Record extracts Start Marker

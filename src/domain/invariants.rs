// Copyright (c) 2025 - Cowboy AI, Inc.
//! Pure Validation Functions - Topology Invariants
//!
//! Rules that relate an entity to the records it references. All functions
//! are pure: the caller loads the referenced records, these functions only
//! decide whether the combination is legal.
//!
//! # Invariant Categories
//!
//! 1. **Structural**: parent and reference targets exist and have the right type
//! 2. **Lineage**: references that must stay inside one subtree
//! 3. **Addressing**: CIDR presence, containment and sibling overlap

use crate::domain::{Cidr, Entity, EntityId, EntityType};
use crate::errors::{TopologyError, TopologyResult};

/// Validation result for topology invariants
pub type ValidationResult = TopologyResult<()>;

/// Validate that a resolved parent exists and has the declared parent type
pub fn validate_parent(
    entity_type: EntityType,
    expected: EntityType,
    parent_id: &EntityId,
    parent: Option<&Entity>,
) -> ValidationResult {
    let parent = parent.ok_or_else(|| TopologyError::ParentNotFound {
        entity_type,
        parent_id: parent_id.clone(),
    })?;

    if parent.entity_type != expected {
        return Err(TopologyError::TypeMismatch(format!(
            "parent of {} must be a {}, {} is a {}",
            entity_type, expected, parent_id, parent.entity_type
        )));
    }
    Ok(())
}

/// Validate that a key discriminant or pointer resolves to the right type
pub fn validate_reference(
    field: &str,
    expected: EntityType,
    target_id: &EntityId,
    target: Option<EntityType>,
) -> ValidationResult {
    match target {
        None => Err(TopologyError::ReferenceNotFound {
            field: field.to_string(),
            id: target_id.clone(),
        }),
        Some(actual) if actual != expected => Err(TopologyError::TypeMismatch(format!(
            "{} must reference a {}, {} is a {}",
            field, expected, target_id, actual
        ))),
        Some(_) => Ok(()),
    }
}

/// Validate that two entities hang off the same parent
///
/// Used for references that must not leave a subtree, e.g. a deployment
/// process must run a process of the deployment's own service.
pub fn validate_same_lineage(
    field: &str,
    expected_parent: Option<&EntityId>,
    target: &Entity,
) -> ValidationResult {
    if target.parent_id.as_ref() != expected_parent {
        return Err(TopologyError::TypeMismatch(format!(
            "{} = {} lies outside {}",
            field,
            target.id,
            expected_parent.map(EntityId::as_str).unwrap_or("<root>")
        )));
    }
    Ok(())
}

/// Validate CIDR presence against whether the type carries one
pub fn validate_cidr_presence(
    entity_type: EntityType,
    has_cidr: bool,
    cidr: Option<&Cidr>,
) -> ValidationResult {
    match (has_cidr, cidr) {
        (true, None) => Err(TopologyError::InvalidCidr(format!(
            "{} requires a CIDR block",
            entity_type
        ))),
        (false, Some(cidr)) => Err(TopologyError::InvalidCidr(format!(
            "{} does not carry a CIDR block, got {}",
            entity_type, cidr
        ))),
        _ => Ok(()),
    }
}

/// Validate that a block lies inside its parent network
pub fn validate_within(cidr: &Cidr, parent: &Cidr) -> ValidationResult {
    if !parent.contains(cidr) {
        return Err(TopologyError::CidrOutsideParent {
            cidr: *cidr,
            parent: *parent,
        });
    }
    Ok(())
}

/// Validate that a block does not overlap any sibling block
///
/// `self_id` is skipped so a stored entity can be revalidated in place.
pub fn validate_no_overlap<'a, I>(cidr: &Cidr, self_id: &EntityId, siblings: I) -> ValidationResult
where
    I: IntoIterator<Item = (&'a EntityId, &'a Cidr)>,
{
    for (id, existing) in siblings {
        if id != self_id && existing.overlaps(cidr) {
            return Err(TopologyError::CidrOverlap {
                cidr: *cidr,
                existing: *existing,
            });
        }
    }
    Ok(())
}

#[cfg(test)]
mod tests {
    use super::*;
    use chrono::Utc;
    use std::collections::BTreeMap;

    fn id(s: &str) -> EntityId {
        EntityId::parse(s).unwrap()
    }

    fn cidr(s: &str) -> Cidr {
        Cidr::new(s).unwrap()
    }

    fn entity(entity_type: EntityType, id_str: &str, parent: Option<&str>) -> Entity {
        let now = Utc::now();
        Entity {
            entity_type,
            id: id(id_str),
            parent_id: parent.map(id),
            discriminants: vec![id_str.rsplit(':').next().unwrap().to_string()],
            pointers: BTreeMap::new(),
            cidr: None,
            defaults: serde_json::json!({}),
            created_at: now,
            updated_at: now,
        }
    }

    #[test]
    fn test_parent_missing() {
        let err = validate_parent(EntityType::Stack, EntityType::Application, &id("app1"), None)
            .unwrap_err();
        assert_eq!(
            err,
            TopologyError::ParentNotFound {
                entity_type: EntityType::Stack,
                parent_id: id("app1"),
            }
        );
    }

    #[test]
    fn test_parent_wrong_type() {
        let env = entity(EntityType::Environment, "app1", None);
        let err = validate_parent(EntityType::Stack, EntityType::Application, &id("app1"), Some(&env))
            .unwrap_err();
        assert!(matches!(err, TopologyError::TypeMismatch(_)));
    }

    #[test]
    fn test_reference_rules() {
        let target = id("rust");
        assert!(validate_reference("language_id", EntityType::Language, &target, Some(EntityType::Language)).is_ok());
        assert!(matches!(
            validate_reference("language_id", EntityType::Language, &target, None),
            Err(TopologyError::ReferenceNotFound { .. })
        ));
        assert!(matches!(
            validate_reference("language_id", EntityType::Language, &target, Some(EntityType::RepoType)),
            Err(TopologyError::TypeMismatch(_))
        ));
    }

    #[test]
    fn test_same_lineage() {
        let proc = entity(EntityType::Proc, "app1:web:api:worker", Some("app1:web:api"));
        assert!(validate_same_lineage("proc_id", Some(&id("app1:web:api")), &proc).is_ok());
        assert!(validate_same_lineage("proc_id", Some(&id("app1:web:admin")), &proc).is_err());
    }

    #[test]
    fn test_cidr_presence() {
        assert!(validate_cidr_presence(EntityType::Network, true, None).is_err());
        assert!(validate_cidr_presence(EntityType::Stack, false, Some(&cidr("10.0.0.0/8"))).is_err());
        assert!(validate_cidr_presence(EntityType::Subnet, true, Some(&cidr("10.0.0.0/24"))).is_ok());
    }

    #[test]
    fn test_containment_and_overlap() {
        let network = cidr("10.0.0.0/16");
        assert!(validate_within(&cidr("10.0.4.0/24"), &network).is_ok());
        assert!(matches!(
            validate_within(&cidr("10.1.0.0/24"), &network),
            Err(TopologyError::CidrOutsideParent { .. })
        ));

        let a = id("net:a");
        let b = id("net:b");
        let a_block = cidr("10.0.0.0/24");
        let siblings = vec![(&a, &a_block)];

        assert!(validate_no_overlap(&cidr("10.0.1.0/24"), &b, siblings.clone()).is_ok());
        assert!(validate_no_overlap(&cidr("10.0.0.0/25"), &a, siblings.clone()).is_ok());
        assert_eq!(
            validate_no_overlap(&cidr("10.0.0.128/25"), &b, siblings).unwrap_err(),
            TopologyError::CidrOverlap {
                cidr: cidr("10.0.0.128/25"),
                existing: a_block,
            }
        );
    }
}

Record extracts End Marker

**About this task**
Retype every entry above, word for word.

**Written reply**
filename src/domain/invariants.rs
// Copyright (c) 2025 - Cowboy AI, Inc.
//! Pure Validation Functions - Topology Invariants
//!
//! Rules that relate an entity to the records it references. All functions
//! are pure: the caller loads the referenced records, these functions only
//! decide whether the combination is legal.
//!
//! # Invariant Categories
//!
//! 1. **Structural**: parent and reference targets exist and have the right type
//! 2. **Lineage**: references that must stay inside one subtree
//! 3. **Addressing**: CIDR presence, containment and sibling overlap

use crate::domain::{Cidr, Entity, EntityId, EntityType};
use crate::errors::{TopologyError, TopologyResult};

/// Validation result for topology invariants
pub type ValidationResult = TopologyResult<()>;

/// Validate that a resolved parent exists and has the declared parent type
pub fn validate_parent(
    entity_type: EntityType,
    expected: EntityType,
    parent_id: &EntityId,
    parent: Option<&Entity>,
) -> ValidationResult {
    let parent = parent.ok_or_else(|| TopologyError::ParentNotFound {
        entity_type,
        parent_id: parent_id.clone(),
    })?;

    if parent.entity_type != expected {
        return Err(TopologyError::TypeMismatch(format!(
            "parent of {} must be a {}, {} is a {}",
            entity_type, expected, parent_id, parent.entity_type
        )));
    }
    Ok(())
}

/// Validate that a key discriminant or pointer resolves to the right type
pub fn validate_reference(
    field: &str,
    expected: EntityType,
    target_id: &EntityId,
    target: Option<EntityType>,
) -> ValidationResult {
    match target {
        None => Err(TopologyError::ReferenceNotFound {
            field: field.to_string(),
            id: target_id.clone(),
        }),
        Some(actual) if actual != expected => Err(TopologyError::TypeMismatch(format!(
            "{} must reference a {}, {} is a {}",
            field, expected, target_id, actual
        ))),
        Some(_) => Ok(()),
    }
}

/// Validate that two entities hang off the same parent
///
/// Used for references that must not leave a subtree, e.g. a deployment
/// process must run a process of the deployment's own service.
pub fn validate_same_lineage(
    field: &str,
    expected_parent: Option<&EntityId>,
    target: &Entity,
) -> ValidationResult {
    if target.parent_id.as_ref() != expected_parent {
        return Err(TopologyError::TypeMismatch(format!(
            "{} = {} lies outside {}",
            field,
            target.id,
            expected_parent.map(EntityId::as_str).unwrap_or("<root>")
        )));
    }
    Ok(())
}

/// Validate CIDR presence against whether the type carries one
pub fn validate_cidr_presence(
    entity_type: EntityType,
    has_cidr: bool,
    cidr: Option<&Cidr>,
) -> ValidationResult {
    match (has_cidr, cidr) {
        (true, None) => Err(TopologyError::InvalidCidr(format!(
            "{} requires a CIDR block",
            entity_type
        ))),
        (false, Some(cidr)) => Err(TopologyError::InvalidCidr(format!(
            "{} does not carry a CIDR block, got {}",
            entity_type, cidr
        ))),
        _ => Ok(()),
    }
}

/// Validate that a block lies inside its parent network
pub fn validate_within(cidr: &Cidr, parent: &Cidr) -> ValidationResult {
    if !parent.contains(cidr) {
        return Err(TopologyError::CidrOutsideParent {
            cidr: *cidr,
            parent: *parent,
        });
    }
    Ok(())
}

/// Validate that a block does not overlap any sibling block
///
/// `self_id` is skipped so a stored entity can be revalidated in place.
pub fn validate_no_overlap<'a, I>(cidr: &Cidr, self_id: &EntityId, siblings: I) -> ValidationResult
where
    I: IntoIterator<Item = (&'a EntityId, &'a Cidr)>,
{
    for (id, existing) in siblings {
        if id != self_id && existing.overlaps(cidr) {
            return Err(TopologyError::CidrOverlap {
                cidr: *cidr,
                existing: *existing,
            });
        }
    }
    Ok(())
}

#[cfg(test)]
mod tests {
    use super::*;
    use chrono::Utc;
    use std::collections::BTreeMap;

    fn id(s: &str) -> EntityId {
        EntityId::parse(s).unwrap()
    }

    fn cidr(s: &str) -> Cidr {
        Cidr::new(s).unwrap()
    }

    fn entity(entity_type: EntityType, id_str: &str, parent: Option<&str>) -> Entity {
        let now = Utc::now();
        Entity {
            entity_type,
            id: id(id_str),
            parent_id: parent.map(id),
            discriminants: vec![id_str.rsplit(':').next().unwrap().to_string()],
            pointers: BTreeMap::new(),
            cidr: None,
            defaults: serde_json::json!({}),
            created_at: now,
            updated_at: now,
        }
    }

    #[test]
    fn test_parent_missing() {
        let err = validate_parent(EntityType::Stack, EntityType::Application, &id("app1"), None)
            .unwrap_err();
        assert_eq!(
            err,
            TopologyError::ParentNotFound {
                entity_type: EntityType::Stack,
                parent_id: id("app1"),
            }
        );
    }

    #[test]
    fn test_parent_wrong_type() {
        let env = entity(EntityType::Environment, "app1", None);
        let err = validate_parent(EntityType::Stack, EntityType::Application, &id("app1"), Some(&env))
            .unwrap_err();
        assert!(matches!(err, TopologyError::TypeMismatch(_)));
    }

    #[test]
    fn test_reference_rules() {
        let target = id("rust");
        assert!(validate_reference("language_id", EntityType::Language, &target, Some(EntityType::Language)).is_ok());
        assert!(matches!(
            validate_reference("language_id", EntityType::Language, &target, None),
            Err(TopologyError::ReferenceNotFound { .. })
        ));
        assert!(matches!(
            validate_reference("language_id", EntityType::Language, &target, Some(EntityType::RepoType)),
            Err(TopologyError::TypeMismatch(_))
        ));
    }

    #[test]
    fn test_same_lineage() {
        let proc = entity(EntityType::Proc, "app1:web:api:worker", Some("app1:web:api"));
        assert!(validate_same_lineage("proc_id", Some(&id("app1:web:api")), &proc).is_ok());
        assert!(validate_same_lineage("proc_id", Some(&id("app1:web:admin")), &proc).is_err());
    }

    #[test]
    fn test_cidr_presence() {
        assert!(validate_cidr_presence(EntityType::Network, true, None).is_err());
        assert!(validate_cidr_presence(EntityType::Stack, false, Some(&cidr("10.0.0.0/8"))).is_err());
        assert!(validate_cidr_presence(EntityType::Subnet, true, Some(&cidr("10.0.0.0/24"))).is_ok());
    }

    #[test]
    fn test_containment_and_overlap() {
        let network = cidr("10.0.0.0/16");
        assert!(validate_within(&cidr("10.0.4.0/24"), &network).is_ok());
        assert!(matches!(
            validate_within(&cidr("10.1.0.0/24"), &network),
            Err(TopologyError::CidrOutsideParent { .. })
        ));

        let a = id("net:a");
        let b = id("net:b");
        let a_block = cidr("10.0.0.0/24");
        let siblings = vec![(&a, &a_block)];

        assert!(validate_no_overlap(&cidr("10.0.1.0/24"), &b, siblings.clone()).is_ok());
        assert!(validate_no_overlap(&cidr("10.0.0.0/25"), &a, siblings.clone()).is_ok());
        assert_eq!(
            validate_no_overlap(&cidr("10.0.0.128/25"), &b, siblings).unwrap_err(),
            TopologyError::CidrOverlap {
                cidr: cidr("10.0.0.128/25"),
                existing: a_block,
            }
        );
    }
}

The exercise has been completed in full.